■ **Required work**
The answer must consist of the entire listing, repeated exactly.
------ Working data
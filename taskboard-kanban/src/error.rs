//! Error types for the board engine

use serde::{Deserialize, Serialize};
use std::fmt;
use thiserror::Error;

/// Result type for board operations
pub type Result<T> = std::result::Result<T, BoardError>;

/// Errors that can occur in board operations
#[derive(Debug, Error)]
pub enum BoardError {
    /// Initial fetch of a board and its columns/tasks failed
    #[error("failed to load board {board_id}: {reason}")]
    LoadFailed { board_id: String, reason: String },

    /// A create/update/move write was rejected or never reached the store
    #[error("{op} failed: {reason}")]
    WriteFailed { op: String, reason: String },

    /// Raw failure reported by a backend before it is classified
    #[error("backend error: {message}")]
    Backend { message: String },

    /// A move claimed a source column that does not hold the task
    #[error("task {task_id} is not in column {column_id}")]
    TaskNotInColumn { task_id: String, column_id: String },

    /// Task not found
    #[error("task not found: {id}")]
    TaskNotFound { id: String },

    /// Column not found
    #[error("column not found: {id}")]
    ColumnNotFound { id: String },

    /// Board not found
    #[error("board not found: {id}")]
    BoardNotFound { id: String },

    /// No board has been loaded into the store yet
    #[error("no board loaded")]
    BoardNotLoaded,

    /// Index outside of a list
    #[error("index {index} out of range for column {column_id} with {len} tasks")]
    IndexOutOfRange {
        column_id: String,
        index: usize,
        len: usize,
    },

    /// Duplicate ID
    #[error("duplicate {item_type} ID: {id}")]
    DuplicateId { item_type: String, id: String },

    /// Identifier that the storage layer cannot interpret
    #[error("invalid {item_type} id: {id}")]
    InvalidId { item_type: String, id: String },

    /// Input rejected before any write was attempted
    #[error("invalid value for {field}: {message}")]
    Validation { field: String, message: String },

    /// Configuration could not be loaded
    #[error("configuration error: {message}")]
    Config { message: String },

    /// Lock is held by another process
    #[error("lock busy - another operation in progress")]
    LockBusy,

    /// IO error
    #[error("IO error: {0}")]
    Io(#[from] std::io::Error),

    /// JSON serialization error
    #[error("JSON error: {0}")]
    Json(#[from] serde_json::Error),

    /// YAML serialization error
    #[error("YAML error: {0}")]
    Yaml(#[from] serde_yaml_ng::Error),
}

/// User-facing category of an error
#[derive(Debug, Clone, Copy, PartialEq, Eq, Serialize, Deserialize)]
#[serde(rename_all = "snake_case")]
pub enum ErrorKind {
    /// Blocking: the board could not be shown at all
    LoadFailure,
    /// Non-blocking: a write failed, local state is kept or restored
    WriteFailure,
    /// The in-memory tree disagrees with what an event claimed
    ConsistencyViolation,
    /// Rejected input, nothing was written
    ValidationFailure,
}

impl fmt::Display for ErrorKind {
    fn fmt(&self, f: &mut fmt::Formatter<'_>) -> fmt::Result {
        let label = match self {
            Self::LoadFailure => "load failure",
            Self::WriteFailure => "write failure",
            Self::ConsistencyViolation => "consistency violation",
            Self::ValidationFailure => "validation failure",
        };
        f.write_str(label)
    }
}

impl BoardError {
    /// Create a validation error
    pub fn validation(field: impl Into<String>, message: impl Into<String>) -> Self {
        Self::Validation {
            field: field.into(),
            message: message.into(),
        }
    }

    /// Create a backend error
    pub fn backend(message: impl Into<String>) -> Self {
        Self::Backend {
            message: message.into(),
        }
    }

    /// Wrap any failure of a write as a `WriteFailed` for `op`.
    ///
    /// Validation errors pass through unchanged so callers can still tell
    /// that nothing was attempted.
    pub fn write_failed(op: impl Into<String>, source: BoardError) -> Self {
        match source {
            err @ (Self::Validation { .. } | Self::WriteFailed { .. }) => err,
            other => Self::WriteFailed {
                op: op.into(),
                reason: other.to_string(),
            },
        }
    }

    /// Wrap a failed load
    pub fn load_failed(board_id: impl Into<String>, source: BoardError) -> Self {
        Self::LoadFailed {
            board_id: board_id.into(),
            reason: source.to_string(),
        }
    }

    /// Create a duplicate ID error
    pub fn duplicate_id(item_type: impl Into<String>, id: impl Into<String>) -> Self {
        Self::DuplicateId {
            item_type: item_type.into(),
            id: id.into(),
        }
    }

    /// Create an invalid ID error
    pub fn invalid_id(item_type: impl Into<String>, id: impl Into<String>) -> Self {
        Self::InvalidId {
            item_type: item_type.into(),
            id: id.into(),
        }
    }

    /// Category used when the error is shown to a user
    pub fn kind(&self) -> ErrorKind {
        match self {
            Self::LoadFailed { .. } => ErrorKind::LoadFailure,
            Self::Validation { .. } | Self::Config { .. } => ErrorKind::ValidationFailure,
            Self::TaskNotInColumn { .. }
            | Self::TaskNotFound { .. }
            | Self::ColumnNotFound { .. }
            | Self::BoardNotFound { .. }
            | Self::BoardNotLoaded
            | Self::IndexOutOfRange { .. }
            | Self::DuplicateId { .. } => ErrorKind::ConsistencyViolation,
            Self::WriteFailed { .. }
            | Self::Backend { .. }
            | Self::InvalidId { .. }
            | Self::LockBusy
            | Self::Io(_)
            | Self::Json(_)
            | Self::Yaml(_) => ErrorKind::WriteFailure,
        }
    }

    /// Check if this is a retryable error
    pub fn is_retryable(&self) -> bool {
        matches!(self, Self::LockBusy)
    }
}

/// Trim `value` and reject it when nothing is left.
pub(crate) fn require_text(field: &str, value: &str) -> Result<String> {
    let trimmed = value.trim();
    if trimmed.is_empty() {
        return Err(BoardError::validation(field, "must not be empty"));
    }
    Ok(trimmed.to_string())
}
//! Wrapping command results into [`ExecutionResult`]s with log entries

use crate::error::{BoardError, Result};
use serde::Serialize;
use serde_json::{json, Value};
use std::time::Instant;
use taskboard_operations::{ExecutionResult, LogEntry, Operation};

/// Normalized input of a command, as recorded in its log entry
pub(crate) fn input_of<O: Serialize>(op: &O) -> Value {
    serde_json::to_value(op).unwrap_or_default()
}

/// Result of a mutating command: logged on success and on failure
pub(crate) fn logged<O: Operation>(
    op: &O,
    input: Value,
    started: Instant,
    result: Result<Value>,
) -> ExecutionResult<Value, BoardError> {
    let duration_ms = started.elapsed().as_millis() as u64;

    match result {
        Ok(value) => ExecutionResult::Logged {
            value: value.clone(),
            log_entry: LogEntry::new(op.op_string(), input, value, None, duration_ms),
        },
        Err(error) => {
            let output = json!({"error": error.to_string(), "kind": error.kind()});
            ExecutionResult::Failed {
                error,
                log_entry: Some(LogEntry::new(op.op_string(), input, output, None, duration_ms)),
            }
        }
    }
}

/// Result of a read: never logged
pub(crate) fn unlogged(result: Result<Value>) -> ExecutionResult<Value, BoardError> {
    match result {
        Ok(value) => ExecutionResult::Unlogged { value },
        Err(error) => ExecutionResult::Failed {
            error,
            log_entry: None,
        },
    }
}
------------
■ **Exercise solution**
filename taskboard-kanban/src/error.rs
//! Error types for the board engine

use serde::{Deserialize, Serialize};
use std::fmt;
use thiserror::Error;

/// Result type for board operations
pub type Result<T> = std::result::Result<T, BoardError>;

/// Errors that can occur in board operations
#[derive(Debug, Error)]
pub enum BoardError {
    /// Initial fetch of a board and its columns/tasks failed
    #[error("failed to load board {board_id}: {reason}")]
    LoadFailed { board_id: String, reason: String },

    /// A create/update/move write was rejected or never reached the store
    #[error("{op} failed: {reason}")]
    WriteFailed { op: String, reason: String },

    /// Raw failure reported by a backend before it is classified
    #[error("backend error: {message}")]
    Backend { message: String },

    /// A move claimed a source column that does not hold the task
    #[error("task {task_id} is not in column {column_id}")]
    TaskNotInColumn { task_id: String, column_id: String },

    /// Task not found
    #[error("task not found: {id}")]
    TaskNotFound { id: String },

    /// Column not found
    #[error("column not found: {id}")]
    ColumnNotFound { id: String },

    /// Board not found
    #[error("board not found: {id}")]
    BoardNotFound { id: String },

    /// No board has been loaded into the store yet
    #[error("no board loaded")]
    BoardNotLoaded,

    /// Index outside of a list
    #[error("index {index} out of range for column {column_id} with {len} tasks")]
    IndexOutOfRange {
        column_id: String,
        index: usize,
        len: usize,
    },

    /// Duplicate ID
    #[error("duplicate {item_type} ID: {id}")]
    DuplicateId { item_type: String, id: String },

    /// Identifier that the storage layer cannot interpret
    #[error("invalid {item_type} id: {id}")]
    InvalidId { item_type: String, id: String },

    /// Input rejected before any write was attempted
    #[error("invalid value for {field}: {message}")]
    Validation { field: String, message: String },

    /// Configuration could not be loaded
    #[error("configuration error: {message}")]
    Config { message: String },

    /// Lock is held by another process
    #[error("lock busy - another operation in progress")]
    LockBusy,

    /// IO error
    #[error("IO error: {0}")]
    Io(#[from] std::io::Error),

    /// JSON serialization error
    #[error("JSON error: {0}")]
    Json(#[from] serde_json::Error),

    /// YAML serialization error
    #[error("YAML error: {0}")]
    Yaml(#[from] serde_yaml_ng::Error),
}

/// User-facing category of an error
#[derive(Debug, Clone, Copy, PartialEq, Eq, Serialize, Deserialize)]
#[serde(rename_all = "snake_case")]
pub enum ErrorKind {
    /// Blocking: the board could not be shown at all
    LoadFailure,
    /// Non-blocking: a write failed, local state is kept or restored
    WriteFailure,
    /// The in-memory tree disagrees with what an event claimed
    ConsistencyViolation,
    /// Rejected input, nothing was written
    ValidationFailure,
}

impl fmt::Display for ErrorKind {
    fn fmt(&self, f: &mut fmt::Formatter<'_>) -> fmt::Result {
        let label = match self {
            Self::LoadFailure => "load failure",
            Self::WriteFailure => "write failure",
            Self::ConsistencyViolation => "consistency violation",
            Self::ValidationFailure => "validation failure",
        };
        f.write_str(label)
    }
}

impl BoardError {
    /// Create a validation error
    pub fn validation(field: impl Into<String>, message: impl Into<String>) -> Self {
        Self::Validation {
            field: field.into(),
            message: message.into(),
        }
    }

    /// Create a backend error
    pub fn backend(message: impl Into<String>) -> Self {
        Self::Backend {
            message: message.into(),
        }
    }

    /// Wrap any failure of a write as a `WriteFailed` for `op`.
    ///
    /// Validation errors pass through unchanged so callers can still tell
    /// that nothing was attempted.
    pub fn write_failed(op: impl Into<String>, source: BoardError) -> Self {
        match source {
            err @ (Self::Validation { .. } | Self::WriteFailed { .. }) => err,
            other => Self::WriteFailed {
                op: op.into(),
                reason: other.to_string(),
            },
        }
    }

    /// Wrap a failed load
    pub fn load_failed(board_id: impl Into<String>, source: BoardError) -> Self {
        Self::LoadFailed {
            board_id: board_id.into(),
            reason: source.to_string(),
        }
    }

    /// Create a duplicate ID error
    pub fn duplicate_id(item_type: impl Into<String>, id: impl Into<String>) -> Self {
        Self::DuplicateId {
            item_type: item_type.into(),
            id: id.into(),
        }
    }

    /// Create an invalid ID error
    pub fn invalid_id(item_type: impl Into<String>, id: impl Into<String>) -> Self {
        Self::InvalidId {
            item_type: item_type.into(),
            id: id.into(),
        }
    }

    /// Category used when the error is shown to a user
    pub fn kind(&self) -> ErrorKind {
        match self {
            Self::LoadFailed { .. } => ErrorKind::LoadFailure,
            Self::Validation { .. } | Self::Config { .. } => ErrorKind::ValidationFailure,
            Self::TaskNotInColumn { .. }
            | Self::TaskNotFound { .. }
            | Self::ColumnNotFound { .. }
            | Self::BoardNotFound { .. }
            | Self::BoardNotLoaded
            | Self::IndexOutOfRange { .. }
            | Self::DuplicateId { .. } => ErrorKind::ConsistencyViolation,
            Self::WriteFailed { .. }
            | Self::Backend { .. }
            | Self::InvalidId { .. }
            | Self::LockBusy
            | Self::Io(_)
            | Self::Json(_)
            | Self::Yaml(_) => ErrorKind::WriteFailure,
        }
    }

    /// Check if this is a retryable error
    pub fn is_retryable(&self) -> bool {
        matches!(self, Self::LockBusy)
    }
}

/// Trim `value` and reject it when nothing is left.
pub(crate) fn require_text(field: &str, value: &str) -> Result<String> {
    let trimmed = value.trim();
    if trimmed.is_empty() {
        return Err(BoardError::validation(field, "must not be empty"));
    }
    Ok(trimmed.to_string())
}
//! Wrapping command results into [`ExecutionResult`]s with log entries

use crate::error::{BoardError, Result};
use serde::Serialize;
use serde_json::{json, Value};
use std::time::Instant;
use taskboard_operations::{ExecutionResult, LogEntry, Operation};

/// Normalized input of a command, as recorded in its log entry
pub(crate) fn input_of<O: Serialize>(op: &O) -> Value {
    serde_json::to_value(op).unwrap_or_default()
}

/// Result of a mutating command: logged on success and on failure
pub(crate) fn logged<O: Operation>(
    op: &O,
    input: Value,
    started: Instant,
    result: Result<Value>,
) -> ExecutionResult<Value, BoardError> {
    let duration_ms = started.elapsed().as_millis() as u64;

    match result {
        Ok(value) => ExecutionResult::Logged {
            value: value.clone(),
            log_entry: LogEntry::new(op.op_string(), input, value, None, duration_ms),
        },
        Err(error) => {
            let output = json!({"error": error.to_string(), "kind": error.kind()});
            ExecutionResult::Failed {
                error,
                log_entry: Some(LogEntry::new(op.op_string(), input, output, None, duration_ms)),
            }
        }
    }
}

/// Result of a read: never logged
pub(crate) fn unlogged(result: Result<Value>) -> ExecutionResult<Value, BoardError> {
    match result {
        Ok(value) => ExecutionResult::Unlogged { value },
        Err(error) => ExecutionResult::Failed {
            error,
            log_entry: None,
        },
    }
}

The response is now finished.